Don't have RedHat, don't have gigs of memory, don't have out of memory 
errors ;-)  Here are some ideas:

Check your other logs to see if anything odd corresponds to out of 
memory.  For example, another program may break and log errors as it 
grows out of control.  Doesn't seem like open but unused TCP connections 
would use all your memory, but maybe, and apache logs might show that. 
Before you run out of memory you probably start hitting swap heavily and 
your performance probably nosedives, so that may show up too.

You can record top (or maybe ps) output periodically to see how fast 
your memory usage grows--is it every 10 days after reboot, or are things 
fine for a while and then whamo! your memory disappears in 3 seconds? 
That may also tell you what processes are using it all so you can 
investigate them further.

What could be the problem?  The usual question about what has changed 
recently applies--maybe your kernel build is bad.  You seem to have a 
lot running on that box, maybe something has a memory leak or just 
behaves badly under load.

Apache kills its children after a certain number of requests so that if 
they leak memory they don't leak all of it.  Although the default 
MaxRequestsPerChild of 100 is probably too small, a gadzillion is too big.
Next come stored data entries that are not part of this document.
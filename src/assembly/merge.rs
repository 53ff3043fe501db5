//! Outer-join merge of assemblies.
//!
//! Scalar coordinates that differ between inputs (or that are a dimension on
//! some of them) become leading dimensions first, so scores taken at
//! different `trial`s stack along `trial`. Labels are then unioned per
//! dimension in first-appearance order. Uncovered cells stay NaN; a NaN never
//! conflicts with a value, two different values do.

use std::collections::HashMap;

use crate::assembly::{AssemblyError, DataAssembly, Dimension, Label, advance, strides};

pub fn merge_assemblies(inputs: &[DataAssembly]) -> Result<DataAssembly, AssemblyError> {
    let (first, rest) = inputs.split_first().ok_or(AssemblyError::EmptyMerge)?;
    if rest.is_empty() {
        return Ok(first.clone());
    }

    let aligned = promote_differing_coords(inputs)?;
    let reference: Vec<String> = aligned[0]
        .dims()
        .iter()
        .map(|d| d.name.clone())
        .collect();
    for a in &aligned[1..] {
        let names = a.dim_names();
        let same = names.len() == reference.len()
            && reference.iter().all(|r| names.contains(&r.as_str()));
        if !same {
            return Err(AssemblyError::DimensionMismatch {
                expected: reference.clone(),
                found: names.iter().map(|s| s.to_string()).collect(),
            });
        }
    }

    let mut out_dims: Vec<Dimension> = reference
        .iter()
        .map(|name| Dimension {
            name: name.clone(),
            labels: Vec::new(),
        })
        .collect();
    let mut lookup: Vec<HashMap<Label, usize>> = vec![HashMap::new(); reference.len()];
    for a in &aligned {
        for (k, name) in reference.iter().enumerate() {
            let Some(dim) = a.dimension(name) else {
                continue;
            };
            for label in &dim.labels {
                if !lookup[k].contains_key(label) {
                    lookup[k].insert(label.clone(), out_dims[k].labels.len());
                    out_dims[k].labels.push(label.clone());
                }
            }
        }
    }

    let out_shape: Vec<usize> = out_dims.iter().map(Dimension::len).collect();
    let out_strides = strides(&out_shape);
    let total: usize = out_shape.iter().product();
    let mut values = vec![f64::NAN; total];

    for a in &aligned {
        // (output axis, output position of each input label) per input axis
        let mut maps: Vec<(usize, Vec<usize>)> = Vec::with_capacity(a.ndim());
        for dim in a.dims() {
            let k = reference
                .iter()
                .position(|r| r == &dim.name)
                .ok_or_else(|| AssemblyError::UnknownDimension(dim.name.clone()))?;
            let positions = dim.labels.iter().map(|l| lookup[k][l]).collect();
            maps.push((k, positions));
        }

        let shape = a.shape();
        let mut cursor = vec![0usize; shape.len()];
        for &incoming in a.values() {
            let flat: usize = maps
                .iter()
                .zip(&cursor)
                .map(|((k, positions), &c)| positions[c] * out_strides[*k])
                .sum();
            let existing = values[flat];
            if existing.is_nan() {
                values[flat] = incoming;
            } else if !incoming.is_nan() && existing != incoming {
                return Err(AssemblyError::MergeConflict {
                    location: describe_location(&out_dims, flat),
                    existing,
                    incoming,
                });
            }
            advance(&mut cursor, &shape);
        }
    }

    let mut out = DataAssembly::new(out_dims, values)?;
    for (name, label) in aligned[0].scalar_coords() {
        out = out.with_scalar_coord(name.clone(), label.clone())?;
    }
    Ok(out)
}

fn promote_differing_coords(inputs: &[DataAssembly]) -> Result<Vec<DataAssembly>, AssemblyError> {
    let mut names: Vec<&String> = Vec::new();
    for a in inputs {
        for name in a.scalar_coords().keys() {
            if !names.contains(&name) {
                names.push(name);
            }
        }
    }

    let mut promote: Vec<&str> = Vec::new();
    let mut carry: Vec<(&str, Label)> = Vec::new();
    for name in names {
        let labels: Vec<Option<&Label>> = inputs.iter().map(|a| a.scalar_coord(name)).collect();
        let is_dim_somewhere = inputs.iter().any(|a| a.dimension(name).is_some());
        let missing = inputs
            .iter()
            .any(|a| a.dimension(name).is_none() && a.scalar_coord(name).is_none());
        let present: Vec<&Label> = labels.iter().flatten().copied().collect();
        let all_equal = present.windows(2).all(|w| w[0] == w[1]);

        if !is_dim_somewhere && all_equal {
            // identical (or only partially present) scalars survive as scalars
            carry.push((name.as_str(), present[0].clone()));
            continue;
        }
        if missing {
            return Err(AssemblyError::MissingCoordinate(name.clone()));
        }
        promote.push(name.as_str());
    }

    let mut out = inputs.to_vec();
    for name in promote.iter().rev() {
        for a in out.iter_mut() {
            if a.scalar_coord(name).is_some() {
                *a = a.expand_dims(name, None)?;
            }
        }
    }
    for a in out.iter_mut() {
        for (name, label) in &carry {
            if a.scalar_coord(name).is_none() {
                *a = a.clone().with_scalar_coord(*name, label.clone())?;
            }
        }
    }
    Ok(out)
}

fn describe_location(dims: &[Dimension], flat: usize) -> String {
    let shape: Vec<usize> = dims.iter().map(Dimension::len).collect();
    let strides = strides(&shape);
    let mut parts = Vec::with_capacity(dims.len());
    for (axis, dim) in dims.iter().enumerate() {
        let pos = (flat / strides[axis]) % shape[axis];
        parts.push(format!("{}={}", dim.name, dim.labels[pos]));
    }
    parts.join(", ")
}

#[cfg(test)]
#[path = "../../tests/src_inline/assembly/merge.rs"]
mod tests;
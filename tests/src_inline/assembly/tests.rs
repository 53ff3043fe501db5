use super::*;

fn trial_neuroid() -> DataAssembly {
    DataAssembly::new(
        vec![
            Dimension::new("trial", [1, 2]),
            Dimension::new("neuroid", ["a", "b", "c"]),
        ],
        vec![0.1, 0.2, 0.3, 0.4, 0.5, 0.6],
    )
    .unwrap()
}

#[test]
fn test_new_rejects_shape_mismatch() {
    let err = DataAssembly::from_1d("neuroid", ["a", "b"], vec![1.0]).unwrap_err();
    assert_eq!(
        err,
        AssemblyError::ShapeMismatch {
            expected: 2,
            actual: 1
        }
    );
}

#[test]
fn test_new_rejects_duplicate_labels_and_dims() {
    let err = DataAssembly::from_1d("neuroid", ["a", "a"], vec![1.0, 2.0]).unwrap_err();
    assert!(matches!(err, AssemblyError::DuplicateLabel { .. }));

    let err = DataAssembly::new(
        vec![Dimension::new("x", [0]), Dimension::new("x", [1])],
        vec![1.0],
    )
    .unwrap_err();
    assert_eq!(err, AssemblyError::DuplicateDimension("x".to_string()));
}

#[test]
fn test_label_parse_prefers_integers() {
    assert_eq!(Label::parse("12"), Label::Int(12));
    assert_eq!(Label::parse("-3"), Label::Int(-3));
    assert_eq!(Label::parse("IT"), Label::Str("IT".to_string()));
}

#[test]
fn test_sel_one_drops_dimension_and_keeps_scalar_coord() {
    let a = trial_neuroid();
    let out = a.sel(&[("trial", Selector::one(2))]).unwrap();
    assert_eq!(out.dim_names(), vec!["neuroid"]);
    assert_eq!(out.values(), &[0.4, 0.5, 0.6]);
    assert_eq!(out.scalar_coord("trial"), Some(&Label::Int(2)));
}

#[test]
fn test_sel_many_keeps_order_given() {
    let a = trial_neuroid();
    let out = a.sel(&[("neuroid", Selector::many(["c", "a"]))]).unwrap();
    assert_eq!(out.shape(), vec![2, 2]);
    assert_eq!(out.values(), &[0.3, 0.1, 0.6, 0.4]);
    assert_eq!(
        out.dimension("neuroid").unwrap().labels,
        vec![Label::from("c"), Label::from("a")]
    );
}

#[test]
fn test_sel_unknown_label_and_dimension() {
    let a = trial_neuroid();
    let err = a.sel(&[("neuroid", Selector::one("z"))]).unwrap_err();
    assert!(matches!(err, AssemblyError::UnknownLabel { .. }));
    let err = a.sel(&[("subject", Selector::one(0))]).unwrap_err();
    assert_eq!(err, AssemblyError::UnknownDimension("subject".to_string()));
}

#[test]
fn test_isel_positions_and_bounds() {
    let a = trial_neuroid();
    let out = a
        .isel(&[("trial", Selector::One(0)), ("neuroid", Selector::Many(vec![2]))])
        .unwrap();
    assert_eq!(out.dim_names(), vec!["neuroid"]);
    assert_eq!(out.values(), &[0.3]);

    let err = a.isel(&[("neuroid", Selector::One(3))]).unwrap_err();
    assert_eq!(
        err,
        AssemblyError::IndexOutOfBounds {
            dim: "neuroid".to_string(),
            index: 3,
            len: 3
        }
    );
}

#[test]
fn test_get_and_item() {
    let a = trial_neuroid();
    let v = a
        .get(&[("trial", Label::from(2)), ("neuroid", Label::from("b"))])
        .unwrap();
    assert_eq!(v, 0.5);
    assert!(matches!(a.item(), Err(AssemblyError::NotScalar(6))));
    assert_eq!(DataAssembly::scalar(0.25).item().unwrap(), 0.25);
}

#[test]
fn test_squeeze_all_and_named() {
    let a = DataAssembly::new(
        vec![Dimension::new("trial", [7]), Dimension::new("neuroid", ["a", "b"])],
        vec![1.0, 2.0],
    )
    .unwrap();
    let out = a.squeeze(&[]).unwrap();
    assert_eq!(out.dim_names(), vec!["neuroid"]);
    assert_eq!(out.scalar_coord("trial"), Some(&Label::Int(7)));

    let err = a.squeeze(&["neuroid"]).unwrap_err();
    assert_eq!(
        err,
        AssemblyError::NotSqueezable {
            dim: "neuroid".to_string(),
            len: 2
        }
    );
}

#[test]
fn test_expand_dims_promotes_scalar_coord() {
    let a = DataAssembly::from_1d("neuroid", ["a", "b"], vec![1.0, 2.0])
        .unwrap()
        .with_scalar_coord("trial", 3)
        .unwrap();
    let out = a.expand_dims("trial", None).unwrap();
    assert_eq!(out.dim_names(), vec!["trial", "neuroid"]);
    assert_eq!(out.dimension("trial").unwrap().labels, vec![Label::Int(3)]);
    assert!(out.scalar_coord("trial").is_none());

    let err = a.expand_dims("trial", Some(Label::Int(4))).unwrap_err();
    assert!(matches!(err, AssemblyError::CoordinateConflict { .. }));
    let err = out.expand_dims("neuroid", None).unwrap_err();
    assert_eq!(err, AssemblyError::DimensionExists("neuroid".to_string()));
}

#[test]
fn test_expand_dims_new_label_defaults_to_zero() {
    let out = DataAssembly::scalar(0.5).expand_dims("split", None).unwrap();
    assert_eq!(out.shape(), vec![1]);
    assert_eq!(out.dimension("split").unwrap().labels, vec![Label::Int(0)]);
}

#[test]
fn test_mean_over_dimension_and_all() {
    let a = trial_neuroid();
    let per_trial = a.mean(&["neuroid"]).unwrap();
    assert_eq!(per_trial.dim_names(), vec!["trial"]);
    assert!((per_trial.values()[0] - 0.2).abs() < 1e-12);
    assert!((per_trial.values()[1] - 0.5).abs() < 1e-12);

    let all = a.mean(&[]).unwrap();
    assert_eq!(all.ndim(), 0);
    assert!((all.item().unwrap() - 0.35).abs() < 1e-12);
}

#[test]
fn test_reductions_keep_scalar_coords_and_skip_nan() {
    let a = DataAssembly::from_1d("neuroid", ["a", "b", "c"], vec![1.0, f64::NAN, 3.0])
        .unwrap()
        .with_scalar_coord("region", "IT")
        .unwrap();
    assert_eq!(a.sum(&[]).unwrap().item().unwrap(), 4.0);
    assert_eq!(a.min(&["neuroid"]).unwrap().item().unwrap(), 1.0);
    assert!((a.std(&[]).unwrap().item().unwrap() - 1.0).abs() < 1e-12);
    assert_eq!(
        a.mean(&[]).unwrap().scalar_coord("region"),
        Some(&Label::from("IT"))
    );
}

#[test]
fn test_generic_reduce_over_trial() {
    let a = trial_neuroid();
    let out = a
        .reduce(&|v: &[f64]| v.iter().copied().fold(f64::MIN, f64::max), &["trial"])
        .unwrap();
    assert_eq!(out.dim_names(), vec!["neuroid"]);
    assert_eq!(out.values(), &[0.4, 0.5, 0.6]);
}

#[test]
fn test_assign_by_label_broadcasts_unmentioned_dims() {
    let mut a = trial_neuroid();
    a.assign(&ItemKey::label("trial", 1), 0.0).unwrap();
    assert_eq!(a.values(), &[0.0, 0.0, 0.0, 0.4, 0.5, 0.6]);

    a.assign(
        &ItemKey::Positions(vec![
            ("trial".to_string(), Selector::One(1)),
            ("neuroid".to_string(), Selector::Many(vec![0, 2])),
        ]),
        9.0,
    )
    .unwrap();
    assert_eq!(a.values(), &[0.0, 0.0, 0.0, 9.0, 0.5, 9.0]);
}

#[test]
fn test_assign_unknown_label_leaves_values_untouched() {
    let mut a = trial_neuroid();
    let before = a.clone();
    assert!(a.assign(&ItemKey::label("neuroid", "z"), 1.0).is_err());
    assert_eq!(a, before);
}

#[test]
fn test_json_nan_travels_as_null() {
    let a = DataAssembly::from_1d("neuroid", ["a", "b"], vec![0.5, f64::NAN]).unwrap();
    let json = serde_json::to_string(&a).unwrap();
    assert!(json.contains("null"));
    let back: DataAssembly = serde_json::from_str(&json).unwrap();
    assert_eq!(back.values()[0], 0.5);
    assert!(back.values()[1].is_nan());
}

#[test]
fn test_json_rejects_inconsistent_shape() {
    let json = r#"{"dims":[{"name":"x","labels":[0,1]}],"values":[1.0]}"#;
    assert!(serde_json::from_str::<DataAssembly>(json).is_err());
}
//! The metric contract.
//!
//! A [`Metric`] is part of a benchmark and scores how similar two sets of
//! data are. Typically these are model and primate measurements, but metrics
//! do not care where the data comes from and also compare two primate
//! measurements, e.g. for ceiling estimates.

use crate::assembly::{AssemblyError, DataAssembly};
use crate::score::{Score, ScoreError};

#[derive(Debug, thiserror::Error)]
pub enum MetricError {
    #[error("metric comparison is not implemented")]
    NotImplemented,
    #[error(transparent)]
    Assembly(#[from] AssemblyError),
    #[error(transparent)]
    Score(#[from] ScoreError),
    #[error("metric computation failed: {0}")]
    Computation(String),
}

pub trait Metric {
    /// Compares two assemblies on their similarity and returns a score,
    /// conventionally in `[0, 1]` with 1 meaning identical. The range is not
    /// enforced here; calibration belongs to the concrete metric.
    ///
    /// Implementors that do not override this are the bare contract and
    /// always fail with [`MetricError::NotImplemented`].
    fn compare(
        &self,
        assembly1: &DataAssembly,
        assembly2: &DataAssembly,
    ) -> Result<Score, MetricError> {
        let _ = (assembly1, assembly2);
        Err(MetricError::NotImplemented)
    }
}

impl<F> Metric for F
where
    F: Fn(&DataAssembly, &DataAssembly) -> Result<Score, MetricError>,
{
    fn compare(
        &self,
        assembly1: &DataAssembly,
        assembly2: &DataAssembly,
    ) -> Result<Score, MetricError> {
        self(assembly1, assembly2)
    }
}

/// True when every non-missing primary value lies in `[0, 1]`.
pub fn within_unit_interval(score: &Score) -> bool {
    score
        .values()
        .values()
        .iter()
        .filter(|v| !v.is_nan())
        .all(|v| (0.0..=1.0).contains(v))
}

#[cfg(test)]
#[path = "../tests/src_inline/metric/tests.rs"]
mod tests;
In Java you can set the max heap size so that the VM doesn't use up all 
your memory.  Although Java garbage collection is nice for programmers, 
it may not return free heap memory to the OS (maybe better in newer VMs) 
and it is possible to create unused objects that can't be gc'd.

I expect ColdFusion has its own set of memory pitfalls.  Ditto for mysql.

There are tips on load testing in the O'Reilly "Web Performance Tuning" 
book, maybe that would help.  You can get it from the library but for 
your job it may be worth owning.

It would be interesting to know what's really happening.  Seems like 
Linux should kill off what's using all the memory and keep everything 
else running (which may be what's happening, just not in the order you 
might like).  But I don't know much about Linux behavior when out of 
memory so it would be nice to hear what you find out.